In this notebook we will take the data from the [SIGMORPHON 2018 1. task](https://github.com/sigmorphon/conll2018/tree/master/task1/all) and we will format it to be able to feed it to the [Fairseq](https://github.com/pytorch/fairseq) functions.

In [None]:
from google.colab import drive
drive.mount('/content/drive')
%cd "/content/drive/My Drive/Colab Notebooks/backtranslation/"

Mounted at /content/drive
/content/drive/My Drive/Colab Notebooks/backtranslation


In [None]:
import pandas as pd
import os

The data is in csv format, with no headers and separated by tabulation. The 1. column is the word in lemma form, the 2. column is the word inflected and the 3. column is the tags that describe the inflection information. Each row of the data is a an example. The examples present on the dataset are only verbs.

We will use the datasets for Basque and English. Each one contains three training sets with different number of examples --low (100), medium (1000) and high (10000)-- a dev set and a test set.

In [None]:
INPUT = os.path.join('./data', 'sigmorphon')

es_train_low = os.path.join(INPUT, 'spanish-train-low.txt')
es_train_med = os.path.join(INPUT, 'spanish-train-medium.txt')
es_gen = os.path.join(INPUT, 'spanish-train-high.txt')
es_dev = os.path.join(INPUT, 'spanish-dev.txt')
es_test = os.path.join(INPUT, 'spanish-test.txt')

eu_train_low = os.path.join(INPUT, 'basque-train-low.txt')
eu_train_med = os.path.join(INPUT, 'basque-train-medium.txt')
eu_gen = os.path.join(INPUT, 'basque-train-high.txt')
eu_dev = os.path.join(INPUT, 'basque-dev.txt')
eu_test = os.path.join(INPUT, 'basque-test.txt')

From these, new datasets with the correct format will be made. Three training datasets -- low (100) -> low (100), med (1000) -> med (500), med (1000) -> high (1000)--and a dataset for backtranslation -- high (10000) -> gen (5000). The test and dev datasets will contain exactly the same data.

In [None]:
df_es_train_low = pd.read_csv(es_train_low, sep="\t", header=None)
df_es_train_high = pd.read_csv(es_train_med, sep="\t", header=None)
df_es_train_med = df_es_train_high.sample(frac=0.5)
df_es_gen = pd.read_csv(es_gen, sep="\t", header=None)
df_es_gen = df_es_gen.sample(frac=0.5)
df_es_dev = pd.read_csv(es_dev, sep="\t", header=None)
df_es_test = pd.read_csv(es_test, sep="\t", header=None)

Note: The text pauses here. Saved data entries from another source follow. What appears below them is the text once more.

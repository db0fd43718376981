//! [`ReadOnlyGatewayClient`]: fetches blobs through a public IPFS gateway
//! and refuses every write with [`BlobError::ReadOnly`].
//!
//! This is the capability variant a log manager falls back to before any
//! authenticated write has upgraded it to a [`crate::DelegatedBlobClient`]
//! (spec §9, "Polymorphism over capability sets").

use async_trait::async_trait;
use reqwest::{Client, StatusCode};
use tlog_crypto::CapabilityToken;
use tlog_types::{BlobError, ContentId};

use crate::client::BlobClient;

/// Fetch-only client backed by a public content gateway.
pub struct ReadOnlyGatewayClient {
    gateway_url: String,
    client: Client,
}

impl ReadOnlyGatewayClient {
    /// Builds a client against `gateway_url` (e.g. `IPFS_GATEWAY_URL`, no
    /// trailing slash expected).
    pub fn new(gateway_url: impl Into<String>) -> Self {
        Self {
            gateway_url: gateway_url.into(),
            client: Client::new(),
        }
    }
}

#[async_trait]
impl BlobClient for ReadOnlyGatewayClient {
    async fn upload_blob(
        &self,
        _space_id: &str,
        _bytes: Vec<u8>,
        _token: &CapabilityToken,
    ) -> Result<ContentId, BlobError> {
        Err(BlobError::ReadOnly)
    }

    async fn upload_car(
        &self,
        _space_id: &str,
        _car_bytes: Vec<u8>,
        _token: &CapabilityToken,
    ) -> Result<ContentId, BlobError> {
        Err(BlobError::ReadOnly)
    }

    async fn fetch_blob(&self, content_id: ContentId) -> Result<Vec<u8>, BlobError> {
        let url = format!("{}/ipfs/{}", self.gateway_url, content_id);
        let resp = self
            .client
            .get(&url)
            .send()
            .await
            .map_err(|e| BlobError::Unavailable(e.to_string()))?;
        match resp.status() {
            StatusCode::NOT_FOUND => Err(BlobError::NotFound),
            s if s.is_success() => resp
                .bytes()
                .await
                .map(|b| b.to_vec())
                .map_err(|e| BlobError::Unavailable(e.to_string())),
            s => Err(BlobError::Unavailable(format!("gateway returned {}", s.as_u16()))),
        }
    }

    async fn remove_blob(
        &self,
        _space_id: &str,
        _digest: ContentId,
        _token: &CapabilityToken,
    ) -> Result<(), BlobError> {
        Err(BlobError::ReadOnly)
    }
}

df_eu_train_low = pd.read_csv(eu_train_low, sep="\t", header=None)
df_eu_train_high = pd.read_csv(eu_train_med, sep="\t", header=None)
df_eu_train_med = df_eu_train_high.sample(frac=0.5)
df_eu_gen = pd.read_csv(eu_gen, sep="\t", header=None)
df_es_gen = df_es_gen.sample(frac=0.5)
df_eu_dev = pd.read_csv(eu_dev, sep="\t", header=None)
df_eu_test = pd.read_csv(eu_test, sep="\t", header=None)

For each dataset, the three columns will be transformed in 2 different files. The first one will contain the lemmas with the tags. The second, will contain the inflected words. 

Since the inflection and tagger models will use characters as tokens, we need to separate each character in the words, and each inflection information in the tag.

In [None]:
def format(dataset):
    lemmas = dataset.iloc[:,0]
    tags = dataset.iloc[:,2]
    lemmas = ["<" + lemma + ">" for lemma in lemmas]
    lemmas = [" ".join(lemma) for lemma in lemmas]
    tags = [tag.replace(";", " ") for tag in tags]
    lemmas = [lemma + " " + tag for (lemma, tag) in zip(lemmas,tags)]

    inflecteds = dataset.iloc[:,1]
    inflecteds = [inflected.replace(" ", "#") for inflected in inflecteds]
    inflecteds = ["<" + inflected + ">" for inflected in inflecteds]
    inflecteds = [" ".join(inflected) for inflected in inflecteds]

    return lemmas, inflecteds

In [None]:
def process(dataset, t, lang):
    path_output = os.path.join(OUTPUT, t)
    if not os.path.exists(path_output):
        os.makedirs(path_output)
    if t in ['low', 'med', 'high']:
        path_output_lemma = os.path.join(path_output, 'train.{}.lemma_tag'.format(lang))
        path_output_inflected = os.path.join(path_output, 'train.{}.inflected'.format(lang))
    else:
        path_output_lemma = os.path.join(path_output, '{}.{}.lemma_tag'.format(t, lang))
        path_output_inflected = os.path.join(path_output, '{}.{}.inflected'.format(t, lang))
    
    lemmas, inflecteds = format(dataset)

    with open(path_output_lemma, "w") as f:
        f.write("\n".join(lemmas))

    with open(path_output_inflected, "w") as f:
        f.write("\n".join(inflecteds))

In [None]:
OUTPUT = os.path.join('./data', 'prepared')
types = ['low', 'med', 'high', 'dev', 'gen', 'test']
langs = ['es','eu']

In [None]:
datasets_es = [df_es_train_low, df_es_train_med, df_es_train_high, df_es_dev, df_es_gen, df_es_test]
datasets_eu = [df_eu_train_low, df_eu_train_med, df_eu_train_high, df_eu_dev, df_eu_gen, df_eu_test]
datasets = [datasets_es, datasets_eu]

In [None]:
for (lang_datasets,lang) in zip(datasets, langs):
    for (d, t) in zip(lang_datasets, types):
        process(d, t, lang)